Enda Kenny, Ireland’s prime minister, has described Brexit as “a major strategic risk” — “a vital issue for Britain and Europe and a critical issue for Ireland”, urging EU leaders at a summit last month to do their utmost to “battle for Britain” and keep the UK within the bloc.

Mr Kenny has urged Irish citizens who have a right to do so to vote against Brexit in the UK’s June 23 referendum. The UK is home to an estimated 6m people who can claim an Irish passport, but ties go much further.

UK-Irish trade is estimated at €1bn a week by the British-Irish Chamber of Commerce. Dublin-London is the world’s second busiest international air route. Hundreds of Irish people travel to Liverpool, Manchester and London every weekend to attend Premier League football matches. Tens of thousands of Britons live in the Republic.
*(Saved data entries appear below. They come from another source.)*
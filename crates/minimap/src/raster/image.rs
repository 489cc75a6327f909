use thiserror::Error;

/// Palette index reserved for "no pixel". Renderers never write it.
pub const TRANSPARENT: u8 = 0;

/// Indexed-colour pixel surface the minimap renders through.
///
/// Coordinates are unsigned; callers are expected to stay inside
/// `width() x height()`. Reads outside the surface return
/// [`TRANSPARENT`] and writes outside it are ignored.
pub trait PixelBuffer {
    fn width(&self) -> u32;
    fn height(&self) -> u32;
    fn pixel(&self, x: u32, y: u32) -> u8;
    fn set_pixel(&mut self, x: u32, y: u32, value: u8);
    fn fill(&mut self, value: u8);

    fn contains(&self, x: i64, y: i64) -> bool {
        x >= 0 && y >= 0 && x < i64::from(self.width()) && y < i64::from(self.height())
    }
}

#[derive(Debug, Clone, Copy, PartialEq, Eq, Error)]
pub enum ImageError {
    #[error("pixel count mismatch: expected {expected}, got {actual}")]
    PixelCountMismatch { expected: usize, actual: usize },
    #[error("image dimensions must be non-zero, got {width}x{height}")]
    Empty { width: u32, height: u32 },
}

#[derive(Debug, Clone, PartialEq, Eq)]
pub struct IndexedImage {
    width: u32,
    height: u32,
    pixels: Vec<u8>,
}

impl IndexedImage {
    pub fn new(width: u32, height: u32) -> Self {
        Self::filled(width, height, TRANSPARENT)
    }

    pub fn filled(width: u32, height: u32, value: u8) -> Self {
        Self {
            width,
            height,
            pixels: vec![value; width as usize * height as usize],
        }
    }

    pub fn from_pixels(width: u32, height: u32, pixels: Vec<u8>) -> Result<Self, ImageError> {
        if width == 0 || height == 0 {
            return Err(ImageError::Empty { width, height });
        }
        let expected = width as usize * height as usize;
        let actual = pixels.len();
        if expected != actual {
            return Err(ImageError::PixelCountMismatch { expected, actual });
        }
        Ok(Self {
            width,
            height,
            pixels,
        })
    }

    pub fn pixels(&self) -> &[u8] {
        &self.pixels
    }

    pub fn into_pixels(self) -> Vec<u8> {
        self.pixels
    }

    pub fn is_blank(&self) -> bool {
        self.pixels.iter().all(|value| *value == TRANSPARENT)
    }

    pub fn count_value(&self, value: u8) -> usize {
        self.pixels.iter().filter(|pixel| **pixel == value).count()
    }

    fn index_of(&self, x: u32, y: u32) -> Option<usize> {
        if x >= self.width || y >= self.height {
            return None;
        }
        Some(y as usize * self.width as usize + x as usize)
    }
}

impl PixelBuffer for IndexedImage {
    fn width(&self) -> u32 {
        self.width
    }

    fn height(&self) -> u32 {
        self.height
    }

    fn pixel(&self, x: u32, y: u32) -> u8 {
        self.index_of(x, y)
            .and_then(|index| self.pixels.get(index).copied())
            .unwrap_or(TRANSPARENT)
    }

    fn set_pixel(&mut self, x: u32, y: u32, value: u8) {
        if let Some(index) = self.index_of(x, y) {
            self.pixels[index] = value;
        }
    }

    fn fill(&mut self, value: u8) {
        self.pixels.fill(value);
    }
}
mod app;

use std::process::ExitCode;

use tracing::error;

use app::args::{parse_args, usage_text, RunRequest, SCENARIO_ENV_VAR};

fn main() -> ExitCode {
    let args: Vec<String> = std::env::args().skip(1).collect();
    let options = match parse_args(&args, std::env::var(SCENARIO_ENV_VAR).ok()) {
        Ok(RunRequest::Help) => {
            println!("{}", usage_text());
            return ExitCode::SUCCESS;
        }
        Ok(RunRequest::Run(options)) => options,
        Err(message) => {
            eprintln!("{message}");
            return ExitCode::from(2);
        }
    };

    app::bootstrap::init_tracing();
    match app::bootstrap::build_app(options) {
        Ok(app) => app::loop_runner::run(app),
        Err(err) => {
            error!(error = %err, "startup_failed");
            ExitCode::FAILURE
        }
    }
}
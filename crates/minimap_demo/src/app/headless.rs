use std::path::{Path, PathBuf};
use std::time::Duration;

use minimap::{image_fingerprint, write_png, ExportError, MinimapSession};
use tracing::info;

pub(crate) const HEADLESS_TPS: u32 = 60;

#[derive(Debug, Clone, PartialEq, Eq)]
pub(crate) struct HeadlessSummary {
    pub(crate) ticks: u32,
    pub(crate) frames: Vec<PathBuf>,
    pub(crate) final_fingerprint: Option<String>,
}

/// Steps the session `ticks` times at [`HEADLESS_TPS`] and writes the
/// display to `out_dir/frame_NNNN.png` after every refresh.
pub(crate) fn run_headless(
    session: &mut MinimapSession,
    ticks: u32,
    out_dir: &Path,
) -> Result<HeadlessSummary, ExportError> {
    let fixed_dt = Duration::from_secs_f64(1.0 / f64::from(HEADLESS_TPS));
    let mut frames = Vec::new();
    info!(ticks, out_dir = %out_dir.display(), "headless_run_started");

    for tick in 0..ticks {
        let reports = session.step(fixed_dt);
        if reports.is_empty() {
            continue;
        }
        let Some(instance) = session.current() else {
            continue;
        };
        let path = out_dir.join(format!("frame_{:04}.png", frames.len()));
        write_png(&path, instance, session.palette())?;
        info!(
            tick,
            frame = frames.len(),
            overlaid = reports.iter().map(|report| report.overlaid).sum::<usize>(),
            pruned = reports.iter().map(|report| report.pruned).sum::<usize>(),
            fingerprint = %image_fingerprint(instance.image()),
            "headless_frame_written"
        );
        frames.push(path);
    }

    session.shutdown();
    let final_fingerprint = session
        .current()
        .map(|instance| image_fingerprint(instance.image()));
    info!(
        ticks,
        frames = frames.len(),
        fingerprint = final_fingerprint.as_deref().unwrap_or("none"),
        "headless_run_finished"
    );
    Ok(HeadlessSummary {
        ticks,
        frames,
        final_fingerprint,
    })
}
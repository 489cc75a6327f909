//! Scaled-down overview maps of tile worlds with live sprite overlays.
//!
//! [`build_minimap`] renders a world's tile grid at a power-of-two
//! downscale. [`UpdateTracker`] keeps minimap displays current: each
//! refresh rebuilds the base image, stamps the tracked sprites onto it and
//! publishes the result.

pub mod builder;
pub mod config;
pub mod export;
pub mod overlay;
pub mod raster;
pub mod session;
pub mod tracker;
pub mod viewer;
pub mod world;

pub use builder::{build_minimap, MinimapCanvas, MinimapInstance, MinimapParams};
pub use config::{ConfigError, MinimapConfig, REFRESH_MS_ENV_VAR, SCALE_ENV_VAR};
pub use export::{encode_png, image_fingerprint, write_png, ExportError};
pub use overlay::{overlay_placement, overlay_sprite, OverlayPlacement};
pub use raster::{
    render_scaled, render_scaled_clipped, Footprint, ImageError, IndexedImage, Palette,
    PixelBuffer, RasterError, RenderStats, ScaleLevel, ScaleLevelError, TRANSPARENT,
};
pub use session::{MinimapSession, ViewerScene};
pub use tracker::{
    DisplayHandle, RefreshReport, RefreshTimer, TrackedSprite, TrackerError, UpdateTracker,
};
pub use viewer::{
    run_viewer, run_viewer_with_metrics, MetricsHandle, ViewerConfig, ViewerError,
    ViewerMetricsSnapshot,
};
pub use world::{
    is_destroyed, GridGeometry, Sprite, SpriteHost, SpriteId, SpriteView, TileGrid, TileId,
    TileSet, TileWorld, TilemapError, World,
};
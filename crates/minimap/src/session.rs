use std::time::Duration;

use tracing::info;

use crate::builder::MinimapInstance;
use crate::raster::{Palette, ScaleLevel};
use crate::tracker::{DisplayHandle, RefreshReport, TrackerError, UpdateTracker};
use crate::world::World;

/// Game logic driven by a [`MinimapSession`] on every fixed step.
pub trait ViewerScene {
    fn update(&mut self, fixed_dt_seconds: f32, world: &mut World);
    fn shutdown(&mut self, _world: &mut World) {}
}

/// A world, its minimap tracker and the one display being presented.
///
/// Each [`step`](Self::step) updates the scene, applies deferred sprite
/// spawns/despawns and then lets the tracker run any due refreshes.
pub struct MinimapSession {
    world: World,
    tracker: UpdateTracker,
    display: DisplayHandle,
    palette: Palette,
    scene: Box<dyn ViewerScene>,
}

impl MinimapSession {
    pub fn new(
        world: World,
        tracker: UpdateTracker,
        display: DisplayHandle,
        palette: Palette,
        scene: Box<dyn ViewerScene>,
    ) -> Self {
        Self {
            world,
            tracker,
            display,
            palette,
            scene,
        }
    }

    pub fn step(&mut self, fixed_dt: Duration) -> Vec<RefreshReport> {
        self.scene.update(fixed_dt.as_secs_f32(), &mut self.world);
        self.world.apply_pending();
        self.tracker.advance(fixed_dt, &self.world)
    }

    /// Positive steps zoom in (finer scale), negative steps zoom out. The
    /// display is rebuilt and refreshed immediately when the scale changes.
    pub fn zoom(&mut self, steps: i32) -> Result<Option<ScaleLevel>, TrackerError> {
        let params = self
            .tracker
            .params(self.display)
            .ok_or(TrackerError::UnknownDisplay(self.display))?;
        let mut scale = params.scale;
        for _ in 0..steps.unsigned_abs() {
            scale = if steps > 0 { scale.finer() } else { scale.coarser() };
        }
        if scale == params.scale {
            return Ok(None);
        }

        self.tracker
            .replace_display(self.display, &self.world, params.with_scale(scale))?;
        self.tracker.refresh(self.display, &self.world)?;
        info!(display = self.display.0, scale = %scale, "minimap_zoom_changed");
        Ok(Some(scale))
    }

    pub fn current(&self) -> Option<&MinimapInstance> {
        self.tracker.current(self.display)
    }

    pub fn current_rgba(&self) -> Option<(u32, u32, Vec<u8>)> {
        self.current().map(|instance| {
            (
                instance.width(),
                instance.height(),
                self.palette.to_rgba(instance.image()),
            )
        })
    }

    pub fn world(&self) -> &World {
        &self.world
    }

    pub fn tracker(&self) -> &UpdateTracker {
        &self.tracker
    }

    pub fn display(&self) -> DisplayHandle {
        self.display
    }

    pub fn palette(&self) -> &Palette {
        &self.palette
    }

    pub fn shutdown(&mut self) {
        self.scene.shutdown(&mut self.world);
    }
}

#[cfg(test)]
mod tests {
    use super::*;
    use crate::builder::MinimapParams;
    use crate::raster::{IndexedImage, PixelBuffer};
    use crate::world::{SpriteId, TileGrid, TileSet};

    struct DespawnAfter {
        sprite: SpriteId,
        remaining_steps: u32,
    }

    impl ViewerScene for DespawnAfter {
        fn update(&mut self, _fixed_dt_seconds: f32, world: &mut World) {
            if let Some(sprite) = world.sprites_mut().get_mut(self.sprite) {
                sprite.x += 8;
            }
            if self.remaining_steps == 0 {
                world.despawn_sprite(self.sprite);
            } else {
                self.remaining_steps -= 1;
            }
        }
    }

    fn session(remaining_steps: u32) -> (MinimapSession, SpriteId) {
        let mut world = World::new();
        let tiles = TileSet::new(3, vec![IndexedImage::filled(8, 8, 1)]).expect("tiles");
        world
            .set_tilemap(TileGrid::uniform(4, 4, 3, 0).expect("grid"), tiles)
            .expect("tilemap");
        let sprite = world.spawn_sprite(4, 4, IndexedImage::filled(2, 2, 6));
        world.apply_pending();

        let mut tracker = UpdateTracker::default();
        let display = tracker.create_display(
            &world,
            MinimapParams {
                scale: ScaleLevel::HALF,
                ..MinimapParams::default()
            },
        );
        tracker.track(display, sprite, ScaleLevel::HALF).expect("track");
        tracker
            .start_periodic_refresh(display, Duration::from_millis(100))
            .expect("start");
        let scene = DespawnAfter {
            sprite,
            remaining_steps,
        };
        (
            MinimapSession::new(world, tracker, display, Palette::default(), Box::new(scene)),
            sprite,
        )
    }

    #[test]
    fn step_moves_sprite_and_refreshes_when_due() {
        let (mut session, _) = session(5);

        let reports = session.step(Duration::from_millis(100));

        assert_eq!(reports.len(), 1);
        assert_eq!(reports[0].overlaid, 1);
        let image = session.current().expect("display").image();
        assert_eq!(image.pixel(6, 2), 6);
    }

    #[test]
    fn despawned_sprite_is_pruned_by_following_refresh() {
        let (mut session, sprite) = session(0);

        let reports = session.step(Duration::from_millis(100));

        assert_eq!(reports[0].pruned, 1);
        assert!(!session
            .tracker()
            .tracked(session.display())
            .iter()
            .any(|entry| entry.sprite == sprite));
        assert_eq!(session.current().expect("display").image().count_value(6), 0);
    }

    #[test]
    fn zoom_rebuilds_display_and_saturates() {
        let (mut session, _) = session(5);

        assert_eq!(session.zoom(1).expect("zoom"), Some(ScaleLevel::FULL));
        assert_eq!(session.current().expect("display").width(), 32);
        assert_eq!(session.current().expect("display").image().count_value(6), 4);
        assert_eq!(session.zoom(1).expect("zoom"), None);
        assert_eq!(session.zoom(-10).expect("zoom"), Some(ScaleLevel::SIXTEENTH));
    }

    #[test]
    fn current_rgba_matches_display_size() {
        let (session, _) = session(5);
        let (width, height, rgba) = session.current_rgba().expect("rgba");
        assert_eq!((width, height), (16, 16));
        assert_eq!(rgba.len(), 16 * 16 * 4);
    }
}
And yet still greater impact could be felt within the island of Ireland itself, particularly in places such as Newry, where cross-border shopping trips are a daily fact of life.

Chart: Brexit data

The Irish border was a contested frontier for nearly a century until the ending of the “Troubles”, the decades of violence that scarred Northern Ireland until the 1990s, in which more than 3,600 people died. While the border remains a legal and political fact, it has been disappearing for all practical purposes in the past two decades.

That change is transforming the way people in both parts of Ireland see themselves and their future. The Republic has a growing role in the governance of Northern Ireland. There are tentative steps towards the creation of an all-island economy. There has been a revival of north-south business, cultural and political links not seen since before the 1921 Partition between Northern Ireland and the Republic of Ireland — about €3bn of goods cross the border between the two each year, according to Intertrade Ireland, a cross-border organisation.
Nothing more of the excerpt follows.